Simply the market that encompasses the trading of currencies. Widely known as the Forex market is currently the market with more activity in the world as well as with more liquidity. It is estimated that the daily turnover hovers around 3 trillion U.S. dollars. This market involves the purchase of one currency and simultaneously the sale of another. This world is fundamentally based on the oscillation of the exchange rate (defined floating), all currencies are always traded in pairs such as USD / Euro, Yen / Dollar, Euro / Yen, etc..

What are the brokers in the Forex market and what are primarily concerned with?

The broker is nothing more than a company that mediates between the person who wants to invest and the “market”, thus is the company that sells or buys on behalf of someone depending on the decisions that the “trader” takes. To be able to operate in this type of market you need a broker which opens an account to start your own business in the Forex world. The Forex broker does not charge any commission, in fact, its gain is the difference that there will be between supply and demand at the time of the opening of a new location.

What does collateral margin mean?

The word “margin” warranty in the Forex market provides an opportunity for operators to obtain positions on the lever also having a fraction of the capital that is needed to finance the transaction. Normally in stock markets is a tolerance of 50%, this means that the one who invests gets double of the purchasing power. In the Forex market it can vary from 1% to 2%.

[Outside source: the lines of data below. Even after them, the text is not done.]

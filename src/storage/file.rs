//! File-backed storage backend
//!
//! Persists each key as one file beneath a root directory, the closest
//! native analog to per-key browser storage. Read problems of any kind
//! (missing root, permissions, encoding) are reported as misses; write
//! problems surface as [`StorageError`] for the caller to swallow.

use crate::storage::{KeyValueStorage, StorageError};
use directories::ProjectDirs;
use std::fs;
use std::path::PathBuf;
use tracing::debug;

/// One-file-per-key storage rooted at a directory
#[derive(Debug, Clone)]
pub struct FileStorage {
    root: PathBuf,
}

impl FileStorage {
    /// Creates a store rooted at an explicit directory
    ///
    /// The directory is created lazily on the first write, so pointing
    /// at a non-existent path is fine as long as it can be created.
    pub fn new(root: PathBuf) -> Self {
        Self { root }
    }

    /// Creates a store in the user's per-application data directory
    ///
    /// # Returns
    /// None when the platform offers no home directory to resolve
    /// against, which callers treat as "storage disabled"
    pub fn in_user_data_dir() -> Option<Self> {
        let dirs = ProjectDirs::from("io", "tally-counter", "tally-counter")?;
        Some(Self::new(dirs.data_dir().to_path_buf()))
    }

    /// The directory this store reads and writes beneath
    pub fn root(&self) -> &PathBuf {
        &self.root
    }

    fn path_for(&self, key: &str) -> PathBuf {
        self.root.join(key)
    }
}

impl KeyValueStorage for FileStorage {
    fn get(&self, key: &str) -> Option<String> {
        match fs::read_to_string(self.path_for(key)) {
            Ok(value) => Some(value),
            Err(error) => {
                debug!("storage miss for {}: {}", key, error);
                None
            }
        }
    }

    fn set(&mut self, key: &str, value: &str) -> Result<(), StorageError> {
        fs::create_dir_all(&self.root)?;
        fs::write(self.path_for(key), value)?;
        Ok(())
    }
}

What does spread “bid / ask” mean?

Normally all the quotes in the Forex market offer two different prices the “bid” and the “ask” the first one is always the lower. The term “bid” means the price on which you can sell the currency, as those who want to buy are willing to pay that price. While when it comes to the term “ask” is defined as the price on which you can buy a currency. The difference will be between the two quotation will be called “spread”.

What is a pip?

A pip also known as point is a minimum change of the price at that can be exercised over a particular currency. For example, if the currency pair EUR / USD will change its value from 1.3000 to 1.3001 the change will be a pip and then with the value of 0.0001.

What does lot mean?

It is nothing but the unit of measurement that defines how much money has been invested in a particular order. A lot is usually equal to $ 100,000, while a mini lot is $ 10,000 and a micro lot has a value of $ 1000.

What does leverage mean?

The effect that is called leverage, is the mechanism which offers the possibility of acquiring with a reduced capital (margin) a total much higher in this way the gains are considerably amplified, but also the losses can be much larger. Depending on the broker that you decide to use the leverage may also vary substantially, among the most frequent in each case is a leverage of 1:100. With this kind of leverage you can get 1 lot even if you have $ 1000 available.

What does ECN mean?

The meaning of this acronym is “Elettronic Communication Network”, which is an electronic system in which the various suggestions for the purchase or sale are made by different liquidity providers who are authorized to trade in this market. The access allowed to traders is guaranteed to those who are considered counterparts that provide just cash. The various brokers ECN have always real interbank spreads, normally 1pip, but sometimes even half pip and in some cases “bid” and “ask” are identical even if only for a very short amount of time. In fact, the broker will not earn their income from the spread but instead apply a commission on each trade. The committee may be highly variable and is usually between 0.2 and 0.5 pips per trade.